use super::entities::{AiKind, DamageTextBuffer, Enemy, EnemyKind, EnemyStatus};
use super::numeric::{clamp_finite, safe_non_neg, safe_number};
use super::state::SimulationState;
use crate::consts::*;

/// Static description of an enemy archetype
#[derive(Debug, Clone, Copy)]
pub struct EnemyDef {
    pub kind: EnemyKind,
    pub width: f64,
    pub height: f64,
    pub hp: f64,
    /// Multiplier on the base enemy speed
    pub speed: f64,
    pub damage: f64,
    pub exp: f64,
    pub ai: AiKind,
    pub weight: f64,
    /// Director progress required before this type can be drawn
    pub unlock: f64,
    pub armor: f64,
    pub orbit_radius: f64,
    pub keep_distance: f64,
    pub split_count: u32,
    pub split_kind: EnemyKind,
    pub shoot_interval: f64,
    pub bullet_speed: f64,
    pub elite: bool,
}

#[allow(clippy::too_many_arguments)]
const fn def(
    kind: EnemyKind,
    width: f64,
    height: f64,
    hp: f64,
    speed: f64,
    damage: f64,
    exp: f64,
    ai: AiKind,
    weight: f64,
    unlock: f64,
) -> EnemyDef {
    EnemyDef {
        kind,
        width,
        height,
        hp,
        speed,
        damage,
        exp,
        ai,
        weight,
        unlock,
        armor: 0.0,
        orbit_radius: 180.0,
        keep_distance: 220.0,
        split_count: 0,
        split_kind: EnemyKind::Swarm,
        shoot_interval: 2.0,
        bullet_speed: 250.0,
        elite: false,
    }
}

use super::entities::AiKind as A;
use super::entities::EnemyKind as K;

/// Every enemy archetype. Elites are drawn by their own roll, never by weight.
pub static ENEMY_DEFS: [EnemyDef; 16] = [
    def(K::Grunt, 30.0, 30.0, 30.0, 1.00, 1.00, 1.00, A::Chase, 45.0, 0.00),
    def(K::Runner, 24.0, 24.0, 22.0, 1.55, 0.95, 0.85, A::Chase, 25.0, 0.00),
    def(K::Brute, 44.0, 30.0, 60.0, 0.85, 1.30, 1.60, A::Chase, 12.0, 0.15),
    def(K::Tank, 52.0, 52.0, 110.0, 0.70, 1.45, 2.40, A::Chase, 8.0, 0.30),
    EnemyDef {
        armor: 0.35,
        ..def(K::Shielder, 34.0, 34.0, 48.0, 1.00, 1.10, 1.50, A::Chase, 10.0, 0.20)
    },
    def(K::Zigzag, 30.0, 30.0, 40.0, 1.15, 1.05, 1.35, A::Zigzag, 10.0, 0.25),
    EnemyDef {
        orbit_radius: 170.0,
        ..def(K::Orbiter, 30.0, 30.0, 42.0, 1.10, 1.05, 1.40, A::Orbit, 9.0, 0.30)
    },
    def(K::Dasher, 28.0, 28.0, 36.0, 1.05, 1.25, 1.45, A::Dash, 10.0, 0.20),
    EnemyDef {
        keep_distance: 200.0,
        ..def(K::Ranger, 34.0, 22.0, 46.0, 1.10, 1.10, 1.50, A::Kite, 7.0, 0.35)
    },
    def(K::Spawner, 38.0, 38.0, 70.0, 0.80, 1.20, 2.20, A::Spawner, 5.0, 0.45),
    EnemyDef {
        split_count: 3,
        split_kind: K::Swarm,
        ..def(K::Splitter, 40.0, 40.0, 78.0, 0.90, 1.25, 2.60, A::Chase, 4.0, 0.50)
    },
    def(K::Swarm, 18.0, 18.0, 14.0, 1.80, 0.80, 0.55, A::Chase, 6.0, 0.00),
    def(K::Predictor, 32.0, 32.0, 45.0, 1.20, 1.15, 1.70, A::Predict, 8.0, 0.25),
    def(K::Flanker, 26.0, 26.0, 35.0, 1.35, 1.10, 1.40, A::Flank, 9.0, 0.20),
    EnemyDef {
        shoot_interval: 1.8,
        bullet_speed: 280.0,
        ..def(K::Shooter, 28.0, 28.0, 32.0, 0.75, 1.00, 1.80, A::Ranged, 6.0, 0.35)
    },
    EnemyDef {
        elite: true,
        ..def(K::Elite, 58.0, 58.0, 180.0, 1.00, 1.90, 4.20, A::Chase, 2.0, 0.55)
    },
];

/// Definition for `kind`
pub fn enemy_def(kind: EnemyKind) -> &'static EnemyDef {
    ENEMY_DEFS
        .iter()
        .find(|d| d.kind == kind)
        .unwrap_or(&ENEMY_DEFS[0])
}

/// Spawn rate before population feedback
pub fn base_spawn_rate(level: u32, strength: f64) -> f64 {
    clamp_finite(1.2 + level as f64 * 0.08 + strength * 2.4, 0.8, 8.0)
}

/// Spawn rate with population feedback: boosted under 75% of target,
/// throttled over 110%, zero at the hard cap
pub fn compute_spawn_rate(level: u32, strength: f64, population: usize, target: usize, max: usize) -> f64 {
    let n = population as f64;
    let mut rate = base_spawn_rate(level, strength);
    if n < target as f64 * 0.75 {
        rate *= 1.35;
    }
    if n > target as f64 * 1.10 {
        rate *= 0.25;
    }
    if population >= max {
        rate = 0.0;
    }
    rate
}

/// Adaptive director state
#[derive(Debug, Clone, Serialize)]
pub struct Director {
    pub last_t: Option<f64>,
    pub spawn_budget: f64,
    /// Enemies per second
    pub spawn_rate: f64,
    /// Normalized combat rating, in [0, 1.8]
    pub strength: f64,
    /// Enemy hp multiplier
    pub diff: f64,
    /// Enemy contact damage multiplier
    pub dmg_mul: f64,
    pub speed_mul: f64,
    pub target_enemies: usize,
    pub max_enemies: usize,
    pub elite_chance: f64,
    /// Unlock progress for enemy types, in [0, 1]
    pub progress: f64,
}

impl Default for Director {
    fn default() -> Self {
        Self {
            last_t: None,
            spawn_budget: 0.0,
            spawn_rate: 1.8,
            strength: 0.0,
            diff: 1.0,
            dmg_mul: 1.0,
            speed_mul: 1.0,
            target_enemies: 15,
            max_enemies: 80,
            elite_chance: 0.06,
            progress: 0.0,
        }
    }
}

impl Director {
    /// Recompute multipliers, population targets and spawn rate
    pub fn retune(&mut self, level: u32, strength: f64, time_alive: f64, population: usize) {
        let lvl = level as f64;
        let s = clamp_finite(strength, 0.0, 1.8);
        let time_prog = clamp_finite(time_alive / 240.0, 0.0, 1.0);

        self.strength = s;
        self.progress = clamp_finite(0.55 * time_prog + 0.45 * clamp_finite(s / 1.2, 0.0, 1.0), 0.0, 1.0);

        self.diff = clamp_finite(1.0 + (lvl - 1.0) * 0.13 + s * 1.1, 1.0, 8.0);
        self.dmg_mul = clamp_finite(1.0 + (lvl - 1.0) * 0.12 + s * 0.35, 1.0, 5.0);
        self.speed_mul = clamp_finite(1.0 + (lvl - 1.0) * 0.04 + s * 0.25 + time_prog * 0.3, 1.0, 2.0);

        self.target_enemies = clamp_finite(12.0 + lvl + s * 20.0, 12.0, 120.0).round() as usize;
        self.max_enemies = clamp_finite(self.target_enemies as f64 + 30.0 + s * 20.0, 50.0, 160.0).round() as usize;

        self.spawn_rate = compute_spawn_rate(level, s, population, self.target_enemies, self.max_enemies);
        self.elite_chance = clamp_finite(0.04 + 0.08 * s + 0.08 * self.progress, 0.04, 0.30);
    }
}

/// One director update. Runs on real time even when the frame is paused so
/// resuming never triggers a burst.
pub fn step(state: &mut SimulationState, now: f64) {
    let dt_base = match state.director.last_t {
        Some(last) => {
            let dt = now - last;
            if dt.is_finite() && dt > 0.0 { dt } else { DEFAULT_DT }
        }
        None => DEFAULT_DT,
    };
    let dt_base = dt_base.clamp(MIN_DT, MAX_DT);
    state.director.last_t = Some(now);

    if state.paused || state.game_over {
        return;
    }

    let time_scale = if state.time_warp_active && now < state.time_warp_end {
        DIRECTOR_TIME_WARP_SCALE
    } else {
        1.0
    };
    let hit_scale = if state.settings.hit_stop_enabled && now < state.hit_stop_end {
        state.hit_stop_scale
    } else {
        1.0
    };
    let dt = dt_base * time_scale * hit_scale;

    state.update_combat_rating(now);

    let strength = clamp_finite(state.combat.rating_smooth / 650.0, 0.0, 1.8);
    let time_alive = (now - state.start_time).max(0.0);
    let level = state.player.level;
    let population = state.enemies.len();
    state.director.retune(level, strength, time_alive, population);

    let d = &mut state.director;
    d.spawn_budget = safe_non_neg(d.spawn_budget + d.spawn_rate * dt, 0.0);

    let mut spawned = 0;
    while state.director.spawn_budget >= 1.0
        && spawned < MAX_SPAWNS_PER_TICK
        && state.enemies.len() < state.director.max_enemies
    {
        spawn_enemy(state, now);
        state.director.spawn_budget -= 1.0;
        spawned += 1;
    }

    if spawned > 1 {
        log::debug!(
            "Director spawned {} (alive {}, target {}, rate {:.2})",
            spawned,
            state.enemies.len(),
            state.director.target_enemies,
            state.director.spawn_rate
        );
    }
}

/// Elite roll first, then a weighted draw among unlocked non-elite types
pub fn pick_enemy_def(state: &mut SimulationState) -> &'static EnemyDef {
    let progress = clamp_finite(state.director.progress, 0.0, 1.0);
    let elite_chance = state.director.elite_chance;
    let weight_scale = 1.0 + state.director.strength * 0.35;

    if state.chance(elite_chance) {
        return enemy_def(EnemyKind::Elite);
    }

    let pool = || {
        ENEMY_DEFS
            .iter()
            .filter(move |d| !d.elite && progress >= d.unlock)
            .map(move |d| (d, safe_non_neg(d.weight, 1.0) * weight_scale))
    };

    let total: f64 = pool().map(|(_, w)| w).sum();
    if total <= 0.0 {
        return enemy_def(EnemyKind::Grunt);
    }

    let mut r = state.rand_range(0.0, total);
    for (d, w) in pool() {
        r -= w;
        if r <= 0.0 {
            return d;
        }
    }
    enemy_def(EnemyKind::Grunt)
}

/// Spawn one director-picked enemy just outside the viewport
pub fn spawn_enemy(state: &mut SimulationState, now: f64) -> usize {
    let def = pick_enemy_def(state);

    let half_w = state.settings.viewport_width * 0.5 + SPAWN_PADDING;
    let half_h = state.settings.viewport_height * 0.5 + SPAWN_PADDING;
    let center = state.player.pos;

    let side = state.rand_range(0.0, 1.0);
    let mut pos = if side < 0.25 {
        DVec2::new(center.x - half_w, center.y + state.rand_range(-half_h, half_h))
    } else if side < 0.50 {
        DVec2::new(center.x + half_w, center.y + state.rand_range(-half_h, half_h))
    } else if side < 0.75 {
        DVec2::new(center.x + state.rand_range(-half_w, half_w), center.y - half_h)
    } else {
        DVec2::new(center.x + state.rand_range(-half_w, half_w), center.y + half_h)
    };

    pos.x += state.rand_range(-SPAWN_JITTER, SPAWN_JITTER);
    pos.y += state.rand_range(-SPAWN_JITTER, SPAWN_JITTER);

    create_enemy_from_def(state, def, pos, now, false)
}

• • • •

*What you are asked to do:*
Start with the line above that contains "pub static ENEMY_DEFS: [EnemyDef;" and stop after the line that contains "A::Orbit, 9.0, 0.30)". Output those lines exactly, and only those.

*Result:*
pub static ENEMY_DEFS: [EnemyDef; 16] = [
    def(K::Grunt, 30.0, 30.0, 30.0, 1.00, 1.00, 1.00, A::Chase, 45.0, 0.00),
    def(K::Runner, 24.0, 24.0, 22.0, 1.55, 0.95, 0.85, A::Chase, 25.0, 0.00),
    def(K::Brute, 44.0, 30.0, 60.0, 0.85, 1.30, 1.60, A::Chase, 12.0, 0.15),
    def(K::Tank, 52.0, 52.0, 110.0, 0.70, 1.45, 2.40, A::Chase, 8.0, 0.30),
    EnemyDef {
        armor: 0.35,
        ..def(K::Shielder, 34.0, 34.0, 48.0, 1.00, 1.10, 1.50, A::Chase, 10.0, 0.20)
    },
    def(K::Zigzag, 30.0, 30.0, 40.0, 1.15, 1.05, 1.35, A::Zigzag, 10.0, 0.25),
    EnemyDef {
        orbit_radius: 170.0,
        ..def(K::Orbiter, 30.0, 30.0, 42.0, 1.10, 1.05, 1.40, A::Orbit, 9.0, 0.30)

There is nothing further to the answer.